Updated on April 26, 2016

When I had my first attack of gout, I did an Internet search in an effort to understand what it was. The one thing I was unable to find was a day by day description of what the disease is like. I decided to record what happened to me during the first seven days of the attack. Since the initial onset, I have altered my diet -- greatly increasing the amount of water I drink -- and I have made more of an effort to eat less meat by increasing my fruit and vegetable intake. Even though this diary offers some insight to the symptoms of the disease, it is not meant to replace a doctor's advise -- or an indication that should you have an attack that the symptoms will be the same. If you have an attack, see your doctor as soon as possible.

Day One

My first attack of gout started off as more of an annoyance than any significant pain. It started on a Friday evening when the big toe on my right foot felt like it needed to 'pop' -- like cracking your knuckles. I tried to get it to pop, but when I could I took two tynenols and the irritation went away. I slept fine that evening, but Day Two was not so pleasant.

Day Two

When I woke up Saturday morning, the toe was definitely starting to hurt. On a scale of 1-10, I would give it a 4. I took a couple of tynenol (I have a medical condition that prevents me from taking ibopropen) -- but they were ineffective. I had to drive several hours that morning and when I got out of the car, I could not apply much pressure to the right foot, so I had to hobble in.

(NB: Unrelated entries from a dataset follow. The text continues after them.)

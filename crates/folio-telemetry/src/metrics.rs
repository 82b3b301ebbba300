//! Prometheus-backed metrics registry and snapshot helpers.
//!
//! # Design
//! - Collector registration stays private; callers only see typed
//!   increment/set methods.
//! - Label values are the domain's stable names (table, category, reason),
//!   never free-form user input.

use std::sync::Arc;

use prometheus::{Encoder, IntCounter, IntCounterVec, IntGauge, Opts, Registry, TextEncoder};
use serde::Serialize;

use crate::error::{Result, TelemetryError};

/// Prometheus-backed metrics registry shared across services.
#[derive(Clone)]
pub struct Metrics {
    inner: Arc<MetricsInner>,
}

struct MetricsInner {
    registry: Registry,
    http_requests_total: IntCounterVec,
    content_writes_total: IntCounterVec,
    settings_saves_total: IntCounterVec,
    uploads_rejected_total: IntCounterVec,
    active_sessions: IntGauge,
    // Unregistered running totals backing `snapshot`.
    content_writes_seen: IntCounter,
    uploads_rejected_seen: IntCounter,
}

/// Snapshot of selected values for health reporting.
#[derive(Debug, Clone, Serialize)]
pub struct MetricsSnapshot {
    /// Sessions currently signed in.
    pub active_sessions: i64,
    /// Content writes across all tables and operations.
    pub content_writes_total: u64,
    /// Uploads rejected before reaching the blob store.
    pub uploads_rejected_total: u64,
}

fn total(name: &'static str) -> Result<IntCounter> {
    IntCounter::new(name, "running total")
        .map_err(|source| TelemetryError::MetricsCollector { name, source })
}

fn counter_vec(name: &'static str, help: &str, labels: &[&str]) -> Result<IntCounterVec> {
    IntCounterVec::new(Opts::new(name, help), labels)
        .map_err(|source| TelemetryError::MetricsCollector { name, source })
}

impl Metrics {
    /// Construct a registry with the standard collectors registered.
    ///
    /// # Errors
    ///
    /// Returns an error if any collector cannot be built or registered.
    pub fn new() -> Result<Self> {
        let registry = Registry::new();

        let http_requests_total = counter_vec(
            "http_requests_total",
            "Total HTTP requests received",
            &["route", "code"],
        )?;
        let content_writes_total = counter_vec(
            "content_writes_total",
            "Content store writes by table and operation",
            &["table", "op"],
        )?;
        let settings_saves_total = counter_vec(
            "settings_saves_total",
            "Settings group saves by category and outcome",
            &["category", "outcome"],
        )?;
        let uploads_rejected_total = counter_vec(
            "uploads_rejected_total",
            "Uploads rejected before storage by reason",
            &["reason"],
        )?;
        let active_sessions = IntGauge::with_opts(Opts::new(
            "active_sessions",
            "Admin sessions currently signed in",
        ))
        .map_err(|source| TelemetryError::MetricsCollector {
            name: "active_sessions",
            source,
        })?;

        let register = |name: &'static str, collector: Box<dyn prometheus::core::Collector>| {
            registry
                .register(collector)
                .map_err(|source| TelemetryError::MetricsRegister { name, source })
        };
        register("http_requests_total", Box::new(http_requests_total.clone()))?;
        register("content_writes_total", Box::new(content_writes_total.clone()))?;
        register("settings_saves_total", Box::new(settings_saves_total.clone()))?;
        register(
            "uploads_rejected_total",
            Box::new(uploads_rejected_total.clone()),
        )?;
        register("active_sessions", Box::new(active_sessions.clone()))?;

        Ok(Self {
            inner: Arc::new(MetricsInner {
                registry,
                http_requests_total,
                content_writes_total,
                settings_saves_total,
                uploads_rejected_total,
                active_sessions,
                content_writes_seen: total("content_writes_seen")?,
                uploads_rejected_seen: total("uploads_rejected_seen")?,
            }),
        })
    }

    /// Increment the HTTP request counter for the given route and status code.
    pub fn inc_http_request(&self, route: &str, status: u16) {
        self.inner
            .http_requests_total
            .with_label_values(&[route, &status.to_string()])
            .inc();
    }

    /// Count a content write (`insert`, `update`, `delete`, `upsert`).
    pub fn inc_content_write(&self, table: &str, op: &str) {
        self.inner
            .content_writes_total
            .with_label_values(&[table, op])
            .inc();
        self.inner.content_writes_seen.inc();
    }

    /// Count a settings group save; `outcome` is `saved`, `partial` or `failed`.
    pub fn inc_settings_save(&self, category: &str, outcome: &str) {
        self.inner
            .settings_saves_total
            .with_label_values(&[category, outcome])
            .inc();
    }

    /// Count an upload rejected for `reason` (`content_type`, `size`, `path`).
    pub fn inc_upload_rejected(&self, reason: &str) {
        self.inner
            .uploads_rejected_total
            .with_label_values(&[reason])
            .inc();
        self.inner.uploads_rejected_seen.inc();
    }

    /// Set the active session gauge.
    pub fn set_active_sessions(&self, count: usize) {
        self.inner
            .active_sessions
            .set(i64::try_from(count).unwrap_or(i64::MAX));
    }

    /// Render the registry in the Prometheus text exposition format.
    ///
    /// # Errors
    ///
    /// Returns an error if encoding fails or the output is not UTF-8.
    pub fn render(&self) -> Result<String> {
        let encoder = TextEncoder::new();
        let metric_families = self.inner.registry.gather();
        let mut buffer = Vec::new();
        encoder
            .encode(&metric_families, &mut buffer)
            .map_err(|source| TelemetryError::MetricsEncode { source })?;
        String::from_utf8(buffer).map_err(|source| TelemetryError::MetricsUtf8 { source })
    }

    /// Take a point-in-time snapshot of the health-relevant values.
    #[must_use]
    pub fn snapshot(&self) -> MetricsSnapshot {
        MetricsSnapshot {
            active_sessions: self.inner.active_sessions.get(),
            content_writes_total: self.inner.content_writes_seen.get(),
            uploads_rejected_total: self.inner.uploads_rejected_seen.get(),
        }
    }
}

#[cfg(test)]
mod tests {
    use super::*;

    #[test]
    fn metrics_snapshot_reflects_updates() -> Result<()> {
        let metrics = Metrics::new()?;
        metrics.inc_http_request("/admin/goals", 200);
        metrics.inc_content_write("goals", "insert");
        metrics.inc_content_write("goals", "update");
        metrics.inc_content_write("projects", "update");
        metrics.inc_settings_save("hero", "saved");
        metrics.inc_upload_rejected("size");
        metrics.set_active_sessions(2);

        let snapshot = metrics.snapshot();
        assert_eq!(snapshot.active_sessions, 2);
        assert_eq!(snapshot.content_writes_total, 3);
        assert_eq!(snapshot.uploads_rejected_total, 1);

        let rendered = metrics.render()?;
        assert!(rendered.contains("http_requests_total"));
        assert!(rendered.contains("content_writes_total{"));
        assert!(rendered.contains("table=\"projects\""));
        assert!(rendered.contains("settings_saves_total"));
        assert!(rendered.contains("active_sessions 2"));
        Ok(())
    }

    #[test]
    fn registries_are_independent() -> Result<()> {
        let first = Metrics::new()?;
        let second = Metrics::new()?;
        first.inc_upload_rejected("content_type");
        assert_eq!(second.snapshot().uploads_rejected_total, 0);
        Ok(())
    }
}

At this point, the pain is at a 6-7 level and I am beginning to believe that I broke the toe since I was unable to move it. But there was no reason to believe it broken since I had not injured it. The right side of the toe was also becoming extremely sensitive. It was redish-pink and the swelling was below the base of the toe by at least an inch.

I knew my grandparents had suffered from gout -- and I remembered hearing about the father in 'Everybody Hates Chris' suffering from it so I looked up the symptoms on the Web. One of the ways of reducing the pain, an article said, was with Advil or any of the NSAIDs -- and although I am not supposed to take them I took three and it did reduce the pain down to a 2 or 3. It did not seem to have any impact on the swelling.

Once I learned that gout is caused by a build up of uric acid, I started drinking a lot of water and flavored water (Propel, tea, MIO, etc.). I also drastically cut back on my pop consumption since one study indicated there may be a connection between drinks sweetened with high fructose corn syrup and gout.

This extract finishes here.